TRUE BLOOD (2009) - Nathan Barr - I'm not an active watcher of television but a score like this makes me wish I was. When I do watch television, I pick a show and watch it through from beginning to end on DVD. I don't have vast quantities of time to engage in this activity so it takes me a relatively long period of time to get through a particular show. People tell me all the time to watch show "X" or you'd love show "Y" and they're constantly pointing out how great the scores are for these programs. It's easier for me to become acquainted with a show through its music which I've done on several occasions even though I've yet to see a single episode.

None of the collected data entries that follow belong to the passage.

/// Re-arm a depleted shield once the recharge window has fully elapsed
fn recharge_shield(state: &mut GameState, now: f64) {
    if !state.has_shield_system || state.shield_hits > 0 {
        return;
    }
    if let Some(lost_at) = state.shield_lost_at
        && now - lost_at >= SHIELD_RECHARGE_MS
    {
        state.shield_hits = 1;
        state.shield_lost_at = None;
        state.mark_stats_dirty();
    }
}

/// Fire a centered volley of `shot_count` parallel bullets on cooldown
fn player_shoot(state: &mut GameState, input: &TickInput, now: f64) {
    if !input.fire || now - state.last_player_shot < PLAYER_SHOOT_COOLDOWN_MS {
        return;
    }
    // Live-bullet cap keeps a maxed volley from wallpapering the field
    if state.bullets.len() >= 5 + state.shot_count as usize * 2 {
        return;
    }
    state.last_player_shot = now;

    let count = state.shot_count;
    let start_x = state.player.center().x
        - BULLET_W / 2.0
        - (count - 1) as f32 * SHOT_SPREAD / 2.0;
    for i in 0..count {
        state.bullets.push(Bullet {
            pos: Vec2::new(
                start_x + i as f32 * SHOT_SPREAD,
                state.player.pos.y - BULLET_H,
            ),
            pierced: false,
        });
    }
}

/// One random invader fires straight down on a level-scaled interval.
/// The timer is re-anchored before the on-screen check, so a unit still
/// above the field burns the shot rather than deferring it.
fn enemy_shoot(state: &mut GameState, now: f64) {
    if state.invaders.is_empty() {
        return;
    }
    let interval = (INVADER_SHOOT_INTERVAL_BASE_MS - state.level as f64 * 60.0)
        .max(INVADER_SHOOT_INTERVAL_MIN_MS);
    if now - state.last_enemy_shot < interval {
        return;
    }
    state.last_enemy_shot = now;

    let inv = &state.invaders[state.rng.random_range(0..state.invaders.len())];
    if inv.pos.y + inv.size.y < 0.0 {
        return;
    }
    state.enemy_bullets.push(EnemyBullet {
        pos: Vec2::new(
            inv.pos.x + inv.size.x / 2.0 - INVADER_BULLET_W / 2.0,
            inv.pos.y + inv.size.y,
        ),
    });
}

/// Every on-screen boss launches one missile aimed at the player's current
/// center. The timer only advances when at least one boss exists, so the
/// first missile comes a full interval after a boss spawns.
fn boss_shoot(state: &mut GameState, now: f64) {
    if now - state.last_boss_shot < BOSS_SHOOT_INTERVAL_MS {
        return;
    }
    if !state.invaders.iter().any(|inv| inv.is_boss()) {
        return;
    }
    state.last_boss_shot = now;

    let player_center = state.player.center();
    let mut missiles = Vec::new();
    for inv in state.invaders.iter().filter(|inv| inv.is_boss()) {
        if inv.pos.y + inv.size.y < 0.0 {
            continue;
        }
        let origin = Vec2::new(
            inv.pos.x + inv.size.x / 2.0 - BOSS_MISSILE_W / 2.0,
            inv.pos.y + inv.size.y,
        );
        let dir = (player_center - origin).normalize_or_zero();
        let vel = dir * BOSS_MISSILE_SPEED;
        missiles.push(BossMissile {
            pos: origin,
            vel,
            heading: vel.y.atan2(vel.x),
        });
    }
    state.boss_missiles.extend(missiles);
}

/// Level-clear and loss checks, in that order. A clear waits until every
/// transient effect has settled so the new wave starts on a quiet field.
fn check_phase_transitions(state: &mut GameState, now: f64) {
    let cleared = state.invaders.is_empty()
        && state.particles.is_idle()
        && state.rockets.is_empty()
        && state.boss_missiles.is_empty();
    if cleared {
        state.level += 1;
        state.bullets.clear();
        state.enemy_bullets.clear();
        state.upgrades.clear();
        spawn_formation(state);
        state.last_enemy_shot = now;
        state.last_boss_shot = now;
        state.mark_stats_dirty();
        log::info!("Level {} (score {})", state.level, state.score);
        return;
    }

    let breached = !state.debug
        && state
            .invaders
            .iter()
            .any(|inv| inv.pos.y + inv.size.y >= state.player.pos.y);
    if breached || state.lives <= 0 {
        state.phase = GamePhase::Idle;
        log::info!(
            "Game over at level {} with score {}",
            state.level,
            state.score
        );
    }
}
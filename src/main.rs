//! Neon Invaders entry point
//!
//! Handles platform-specific initialization and runs the game loop.

#[cfg(target_arch = "wasm32")]
use wasm_bindgen::prelude::*;

#[cfg(target_arch = "wasm32")]
mod wasm_game {
    use std::cell::RefCell;
    use std::rc::Rc;
    use wasm_bindgen::prelude::*;
    use web_sys::HtmlCanvasElement;

    use neon_invaders::render::Renderer;
    use neon_invaders::sim::{GamePhase, GameState, TickInput, tick};
    use neon_invaders::ui::UiChrome;
    use neon_invaders::{HighScores, Settings};

    /// Game instance holding all state
    struct Game {
        state: GameState,
        renderer: Renderer,
        ui: UiChrome,
        settings: Settings,
        highscores: HighScores,
        input: TickInput,
        last_phase: GamePhase,
        fire_shown: bool,
    }

    impl Game {
        /// One frame: simulate, sink stats, handle phase edges, draw
        fn frame(&mut self, time: f64) {
            let input = self.input;
            tick(&mut self.state, &input, time);

            // Clear one-shot inputs after processing
            self.input.pause = false;
            self.input.debug_toggle = false;
            self.input.debug_clear = false;

            if self.input.fire != self.fire_shown {
                self.fire_shown = self.input.fire;
                self.ui.set_shoot_active(self.fire_shown);
            }

            if self.state.stats_dirty {
                self.ui.update_stats(&self.state.stats());
                self.state.stats_dirty = false;
            }

            let phase = self.state.phase;
            if phase != self.last_phase {
                match (self.last_phase, phase) {
                    (_, GamePhase::Running) => self.ui.hide_screens(),
                    (GamePhase::Running, GamePhase::Idle) => self.on_game_over(),
                    _ => {}
                }
                self.last_phase = phase;
            }

            self.renderer.draw(&self.state, &self.settings);
        }

        fn on_game_over(&mut self) {
            let score = self.state.score;
            let rank = self.highscores.add_score(score);
            if rank.is_some() {
                self.highscores.save();
            }
            self.ui.render_high_scores(&self.highscores);
            self.ui.show_game_over(score, rank);
            // Held fire would instantly restart past the score screen
            self.input.fire = false;
        }
    }

    pub fn run() {
        console_error_panic_hook::set_once();
        console_log::init_with_level(log::Level::Info).expect("Failed to init logger");

        log::info!("Neon Invaders starting...");

        let window = web_sys::window().expect("no window");
        let document = window.document().expect("no document");

        if let Some(loading) = document.get_element_by_id("loading") {
            let _ = loading.set_attribute("class", "hidden");
        }

        let canvas: HtmlCanvasElement = document
            .get_element_by_id("canvas")
            .expect("no canvas")
            .dyn_into()
            .expect("not a canvas");

        let renderer = Renderer::new(&canvas, &document).expect("renderer init failed");
        let ui = UiChrome::new(&document);

        let seed = js_sys::Date::now() as u64;
        let highscores = HighScores::load();
        ui.render_high_scores(&highscores);
        ui.show_start_screen();

        let game = Rc::new(RefCell::new(Game {
            state: GameState::new(seed),
            renderer,
            ui,
            settings: Settings::load(),
            highscores,
            input: TickInput::default(),
            last_phase: GamePhase::Idle,
            fire_shown: false,
        }));

        log::info!("Game initialized with seed: {}", seed);

        setup_input_handlers(&canvas, game.clone());
        request_animation_frame(game);

        log::info!("Neon Invaders running!");
    }

    fn setup_input_handlers(canvas: &HtmlCanvasElement, game: Rc<RefCell<Game>>) {
        let window = web_sys::window().unwrap();

        // Keyboard down
        {
            let game = game.clone();
            let closure = Closure::<dyn FnMut(_)>::new(move |event: web_sys::KeyboardEvent| {
                let mut g = game.borrow_mut();
                match event.key().as_str() {
                    "ArrowLeft" => g.input.left = true,
                    "ArrowRight" => g.input.right = true,
                    " " => {
                        event.prevent_default();
                        g.input.fire = true;
                    }
                    "h" | "H" => {
                        if !event.repeat() {
                            g.input.pause = true;
                        }
                    }
                    "d" | "D" => {
                        if !event.repeat() {
                            g.input.debug_toggle = true;
                        }
                    }
                    "a" | "A" => {
                        if !event.repeat() {
                            g.input.debug_clear = true;
                        }
                    }
                    "?" => g.ui.toggle_help(),
                    _ => {}
                }
            });
            let _ = window
                .add_event_listener_with_callback("keydown", closure.as_ref().unchecked_ref());
            closure.forget();
        }

        // Keyboard up
        {
            let game = game.clone();
            let closure = Closure::<dyn FnMut(_)>::new(move |event: web_sys::KeyboardEvent| {
                let mut g = game.borrow_mut();
                match event.key().as_str() {
                    "ArrowLeft" => g.input.left = false,
                    "ArrowRight" => g.input.right = false,
                    " " => g.input.fire = false,
                    _ => {}
                }
            });
            let _ =
                window.add_event_listener_with_callback("keyup", closure.as_ref().unchecked_ref());
            closure.forget();
        }

        // Pointer: hold to fire, steer toward the pointer's side of the ship
        {
            let game = game.clone();
            let canvas_clone = canvas.clone();
            let closure = Closure::<dyn FnMut(_)>::new(move |event: web_sys::PointerEvent| {
                event.prevent_default();
                let mut g = game.borrow_mut();
                g.input.fire = true;
                steer_toward(&mut g, &canvas_clone, event.offset_x() as f32);
            });
            let _ = canvas
                .add_event_listener_with_callback("pointerdown", closure.as_ref().unchecked_ref());
            closure.forget();
        }
        {
            let game = game.clone();
            let canvas_clone = canvas.clone();
            let closure = Closure::<dyn FnMut(_)>::new(move |event: web_sys::PointerEvent| {
                let mut g = game.borrow_mut();
                if g.input.fire {
                    steer_toward(&mut g, &canvas_clone, event.offset_x() as f32);
                }
            });
            let _ = canvas
                .add_event_listener_with_callback("pointermove", closure.as_ref().unchecked_ref());
            closure.forget();
        }
        {
            let closure = Closure::<dyn FnMut(_)>::new(move |_event: web_sys::PointerEvent| {
                let mut g = game.borrow_mut();
                g.input.fire = false;
                g.input.left = false;
                g.input.right = false;
            });
            let _ = canvas
                .add_event_listener_with_callback("pointerup", closure.as_ref().unchecked_ref());
            closure.forget();
        }
    }

    fn steer_toward(game: &mut Game, canvas: &HtmlCanvasElement, pointer_x: f32) {
        use neon_invaders::consts::{FIELD_W, PLAYER_W};

        let scale = FIELD_W / canvas.client_width().max(1) as f32;
        let target = pointer_x * scale;
        let center = game.state.player.pos.x + PLAYER_W / 2.0;
        // Dead zone so the ship settles instead of jittering under the pointer
        game.input.left = target < center - 8.0;
        game.input.right = target > center + 8.0;
    }

    fn request_animation_frame(game: Rc<RefCell<Game>>) {
        let window = web_sys::window().unwrap();
        let closure = Closure::once(move |time: f64| {
            game_loop(game, time);
        });
        let _ = window.request_animation_frame(closure.as_ref().unchecked_ref());
        closure.forget();
    }

    fn game_loop(game: Rc<RefCell<Game>>, time: f64) {
        game.borrow_mut().frame(time);
        request_animation_frame(game);
    }
}

#[cfg(target_arch = "wasm32")]
#[wasm_bindgen(start)]
pub fn wasm_main() {
    wasm_game::run();
}

#[cfg(target_arch = "wasm32")]
fn main() {
    // WASM entry point is wasm_main, this is just to satisfy the compiler
}

#[cfg(not(target_arch = "wasm32"))]
fn main() {
    use neon_invaders::sim::{GamePhase, GameState, TickInput, tick};

    env_logger::init();
    log::info!("Neon Invaders (native) starting...");
    log::info!("Native mode is headless - run with `trunk serve` for the web version");

    // Scripted demo: hold fire and strafe for a few simulated seconds
    let mut state = GameState::new(0xBADC0DE);
    let mut now = 0.0;
    for step in 0..1800 {
        now += 1000.0 / 60.0;
        let input = TickInput {
            fire: true,
            left: (step / 120) % 2 == 0,
            right: (step / 120) % 2 == 1,
            ..Default::default()
        };
        tick(&mut state, &input, now);
        if state.phase == GamePhase::Idle && step > 0 {
            break;
        }
    }

    println!(
        "Demo run: level {}, score {}, {} invaders remaining",
        state.level,
        state.score,
        state.invaders.len()
    );
}
//! Homing rocket subsystem
//!
//! Rockets commit to the lowest formation row, not a specific unit: the
//! target point is re-resolved every tick against the nearest surviving
//! member of that row, so a target's death never dangles a reference.
//! Flight is a straight launch followed by under-damped proportional
//! steering with constant thrust.

use glam::Vec2;
use rand::Rng;

use super::collision::{boss_drop_rolls, spawn_upgrade};
use super::particles::color;
use super::state::{GameState, Rocket};
use crate::consts::*;

/// Spawn, guide, detonate and prune rockets for this tick
pub fn update_rockets(state: &mut GameState, now: f64) {
    spawn_rocket(state, now);

    let mut r = 0;
    while r < state.rockets.len() {
        retarget(state, r);

        let center = state.rockets[r].center();
        let to_target = state.rockets[r].target - center;
        let dist_sq = to_target.length_squared();

        if dist_sq < ROCKET_HIT_RADIUS * ROCKET_HIT_RADIUS {
            detonate(state, center);
            state.rockets.remove(r);
            continue;
        }

        let rocket = &mut state.rockets[r];
        let dist = dist_sq.sqrt();
        if dist > 0.0 && rocket.traveled >= ROCKET_VERTICAL_PHASE {
            let desired = to_target / dist * ROCKET_MAX_SPEED;
            rocket.vel += (desired - rocket.vel) * ROCKET_STEER_STRENGTH;
        }

        let speed = rocket.vel.length();
        if speed > 0.0 {
            rocket.vel += rocket.vel / speed * ROCKET_THRUST;
            let new_speed = rocket.vel.length();
            if new_speed > ROCKET_MAX_SPEED {
                rocket.vel = rocket.vel / new_speed * ROCKET_MAX_SPEED;
            }
        }
        rocket.pos += rocket.vel;
        rocket.traveled += rocket.vel.length();

        let (center, vel) = (state.rockets[r].center(), state.rockets[r].vel);
        state.particles.spawn_rocket_trail(center, vel, &mut state.rng);

        let pos = state.rockets[r].pos;
        let off_field = pos.y < -ROCKET_H * 2.0
            || pos.y > FIELD_H + ROCKET_H
            || pos.x < -ROCKET_W * 2.0
            || pos.x > FIELD_W + ROCKET_W;
        if off_field {
            // Missed shot; no penalty beyond the lost rocket
            state.rockets.remove(r);
        } else {
            r += 1;
        }
    }
}

/// Fire one rocket at a random lowest-row unit when the interval has elapsed
fn spawn_rocket(state: &mut GameState, now: f64) {
    if state.rocket_level == 0 || now - state.last_rocket < ROCKET_INTERVAL_MS {
        return;
    }
    let lowest = state.lowest_row_invaders();
    if lowest.is_empty() {
        return;
    }
    state.last_rocket = now;
    let target = state.invaders[lowest[state.rng.random_range(0..lowest.len())]].center();
    state.rockets.push(Rocket {
        pos: Vec2::new(
            state.player.pos.x + PLAYER_W / 2.0 - ROCKET_W / 2.0,
            state.player.pos.y,
        ),
        vel: Vec2::new(0.0, -ROCKET_INITIAL_SPEED),
        target,
        traveled: 0.0,
    });
}

/// Re-acquire the nearest surviving lowest-row unit as the live target point
fn retarget(state: &mut GameState, r: usize) {
    let lowest = state.lowest_row_invaders();
    if lowest.is_empty() {
        return;
    }
    let current = state.rockets[r].target;
    let best = lowest
        .into_iter()
        .map(|i| state.invaders[i].center())
        .min_by(|a, b| {
            (*a - current)
                .length_squared()
                .total_cmp(&(*b - current).length_squared())
        });
    if let Some(point) = best {
        state.rockets[r].target = point;
    }
}

/// Blast every invader within `rocket_level * unit_width + half its own size`
/// of the detonation point. Non-boss units take double player damage; bosses
/// take single damage. Kills award 1.5x score, floored.
fn detonate(state: &mut GameState, center: Vec2) {
    use std::f32::consts::TAU;

    let blast_radius = state.rocket_level as f32 * INVADER_W;
    state.shake = 10.0;
    state
        .particles
        .spawn_explosion(center, color::ROCKET, 0.0, TAU, blast_radius * 0.8, &mut state.rng);
    state
        .particles
        .spawn_explosion(center, color::FLASH, 0.0, TAU, blast_radius * 0.4, &mut state.rng);

    let mut i = state.invaders.len();
    while i > 0 {
        i -= 1;
        let inv_center = state.invaders[i].center();
        let reach = blast_radius + state.invaders[i].size.max_element() / 2.0;
        if (inv_center - center).length_squared() > reach * reach {
            continue;
        }

        let damage = if state.invaders[i].is_boss() {
            state.player_damage
        } else {
            state.player_damage * 2
        };
        state.invaders[i].hp -= damage;
        if state.invaders[i].hp <= 0 {
            let inv = state.invaders.remove(i);
            state.score += (inv.tier.score_value() as f32 * 1.5).floor() as u32;
            state
                .particles
                .spawn_explosion(inv.center(), inv.tier.color(), 0.0, TAU, 0.0, &mut state.rng);
            if inv.is_boss() {
                state.shake = 40.0;
                let quarter = inv.pos + inv.size / 4.0;
                let three_quarter = inv.pos + inv.size * 0.75;
                state
                    .particles
                    .spawn_explosion(quarter, inv.tier.color(), 0.0, TAU, 20.0, &mut state.rng);
                state
                    .particles
                    .spawn_explosion(three_quarter, inv.tier.color(), 0.0, TAU, 20.0, &mut state.rng);
                boss_drop_rolls(state, &inv);
            } else {
                spawn_upgrade(state, inv.pos);
            }
        }
    }
    state.mark_stats_dirty();
}

#[cfg(test)]
mod tests {
    use super::*;
    use crate::sim::state::{Invader, InvaderTier};

    fn grunt_at(pos: Vec2, hp: i32) -> Invader {
        Invader {
            pos,
            size: Vec2::new(INVADER_W, INVADER_H),
            tier: InvaderTier::Grunt,
            hp,
            max_hp: hp,
        }
    }

    #[test]
    fn no_spawn_without_rocket_level() {
        let mut state = GameState::new(1);
        state.invaders.push(grunt_at(Vec2::new(100.0, 100.0), 1));
        update_rockets(&mut state, 10_000.0);
        assert!(state.rockets.is_empty());
    }

    #[test]
    fn no_spawn_without_targets() {
        let mut state = GameState::new(1);
        state.rocket_level = 1;
        update_rockets(&mut state, 10_000.0);
        assert!(state.rockets.is_empty());
    }

    #[test]
    fn spawns_after_interval_targeting_lowest_row() {
        let mut state = GameState::new(1);
        state.rocket_level = 1;
        state.invaders.push(grunt_at(Vec2::new(100.0, 100.0), 1));
        state.invaders.push(grunt_at(Vec2::new(100.0, 300.0), 1));

        update_rockets(&mut state, ROCKET_INTERVAL_MS + 1.0);
        assert_eq!(state.rockets.len(), 1);
        // Only the lower invader is in the target pool
        let expected = state.invaders[1].center();
        assert_eq!(state.rockets[0].target, expected);
        assert_eq!(state.last_rocket, ROCKET_INTERVAL_MS + 1.0);
    }

    #[test]
    fn launch_phase_flies_straight_up() {
        let mut state = GameState::new(1);
        state.invaders.push(grunt_at(Vec2::new(700.0, 100.0), 5));
        state.rockets.push(Rocket {
            pos: Vec2::new(100.0, 500.0),
            vel: Vec2::new(0.0, -ROCKET_INITIAL_SPEED),
            target: Vec2::new(718.0, 112.0),
            traveled: 0.0,
        });

        update_rockets(&mut state, 0.0);
        // No steering before the vertical phase threshold
        assert_eq!(state.rockets[0].vel.x, 0.0);
        assert!(state.rockets[0].vel.y < 0.0);
        assert!(state.rockets[0].traveled > 0.0);
    }

    #[test]
    fn homing_engages_after_vertical_phase() {
        let mut state = GameState::new(1);
        state.invaders.push(grunt_at(Vec2::new(700.0, 100.0), 5));
        state.rockets.push(Rocket {
            pos: Vec2::new(100.0, 300.0),
            vel: Vec2::new(0.0, -4.0),
            target: Vec2::new(718.0, 112.0),
            traveled: ROCKET_VERTICAL_PHASE,
        });

        update_rockets(&mut state, 0.0);
        // Steering pulls velocity toward the (rightward) target
        assert!(state.rockets[0].vel.x > 0.0);
    }

    #[test]
    fn retargets_nearest_surviving_row_member() {
        let mut state = GameState::new(1);
        state.invaders.push(grunt_at(Vec2::new(100.0, 200.0), 5));
        state.invaders.push(grunt_at(Vec2::new(400.0, 200.0), 5));
        state.rockets.push(Rocket {
            pos: Vec2::new(100.0, 500.0),
            vel: Vec2::new(0.0, -2.0),
            // Stale point near a unit that no longer exists
            target: Vec2::new(390.0, 212.0),
            traveled: 0.0,
        });

        update_rockets(&mut state, 0.0);
        assert_eq!(state.rockets[0].target, state.invaders[1].center());
    }

    #[test]
    fn blast_radius_boundary_is_inclusive() {
        let mut state = GameState::new(1);
        state.rocket_level = 2;
        state.player_damage = 1;

        let center = Vec2::new(400.0, 300.0);
        // reach = 2*36 + 18 = 90 for a standard unit (max dimension 36)
        let reach = 2.0 * INVADER_W + INVADER_W / 2.0;
        let mut on_boundary = grunt_at(Vec2::ZERO, 3);
        on_boundary.pos = center + Vec2::new(reach, 0.0) - on_boundary.size / 2.0;
        let mut outside = grunt_at(Vec2::ZERO, 3);
        outside.pos = center + Vec2::new(reach + 0.5, 0.0) - outside.size / 2.0;
        state.invaders.push(on_boundary);
        state.invaders.push(outside);

        detonate(&mut state, center);

        // Inclusive <= boundary: first damaged (double), second untouched
        assert_eq!(state.invaders[0].hp, 1);
        assert_eq!(state.invaders[1].hp, 3);
    }

    #[test]
    fn blast_kill_awards_score_times_one_and_a_half_floored() {
        let mut state = GameState::new(1);
        state.rocket_level = 1;
        state.invaders.push(grunt_at(Vec2::new(400.0, 300.0), 1));

        let center = state.invaders[0].center();
        detonate(&mut state, center);
        assert!(state.invaders.is_empty());
        assert_eq!(state.score, 15);
    }

    #[test]
    fn boss_takes_single_damage_from_blast() {
        let mut state = GameState::new(1);
        state.rocket_level = 5;
        state.player_damage = 3;
        let boss = Invader {
            pos: Vec2::new(300.0, 100.0),
            size: Vec2::new(INVADER_W * 6.0, INVADER_H * 6.0),
            tier: InvaderTier::Boss,
            hp: 100,
            max_hp: 100,
        };
        let boss_center = boss.center();
        state.invaders.push(boss);

        detonate(&mut state, boss_center);
        assert_eq!(state.invaders[0].hp, 97);
    }

    #[test]
    fn off_field_rocket_is_discarded() {
        let mut state = GameState::new(1);
        state.invaders.push(grunt_at(Vec2::new(700.0, 500.0), 5));
        state.rockets.push(Rocket {
            pos: Vec2::new(100.0, -ROCKET_H * 2.0 + 1.0),
            vel: Vec2::new(0.0, -ROCKET_MAX_SPEED),
            target: Vec2::new(718.0, 512.0),
            traveled: 0.0,
        });

        update_rockets(&mut state, 0.0);
        assert!(state.rockets.is_empty());
        // Nothing was damaged
        assert_eq!(state.invaders[0].hp, 5);
    }
}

TRUE BLOOD, composed by Nathan Barr, fits this bill. I've listened to the music numerous times over the past few weeks and I love it's simplicity, its exposed and unexpected momentum, and of course the solo and chamber ensemble sound which I've opined countless times is near and dear to my heart.
Television music is certainly experiencing a renaissance and TRUE BLOOD is an example. Now I'll just have to acquire the DVDs and place them in line. At my rate I'll get to watching the series sometime in 2026.
I'll try to maintain a watchful eye on any new soundtrack releases as they appear. I won't be as diligent as Harry's weekly DVD column (which is my personal favorite here on AICN), but I'll do my best to call attention to the ones that deserve it. Since most of the soundtracks spotlighted here are limited editions, they will sell out. Some of them a lot sooner than you think.
Since record labels are pulling out all the stops to release so many coveted titles, what could possibly be left? Actually, a lot! I've got a short list brewing of titles I'd love to see get the royal treatment from any of these fine soundtrack establishments. What is at the top of my list?
For years it used to be THE RIGHT STUFF (1983) by Bill Conti but that was issued late last year by Varese Sarabande (and is already sold out). After that, THE GOONIES (1985) by Dave Grusin moved into the top spot for a short time before it was eventually released earlier this year by Varese Sarabande. DRAGONSLAYER by Alex North (1983) was next but La-La Land remedied that desire in a hurry.
So what is now in my top spot? I could easily say GREMLINS (1984) by Jerry Goldsmith, or SPARTACUS (1960) by Alex North, or even an expanded THE TEN COMMANDMENTS (1956) by Elmer Bernstein or TOP GUN (1986) by Harold Faltermeyer.
Right now I would have to say that ICEMAN (1984) by Bruce Smeaton is now at the top of my list. It's such a beautiful and haunting score composed primarily of small orchestra, synthesizers, and shakuhachi.
What is your number one "holy grail" soundtrack you'd love to see released on CD?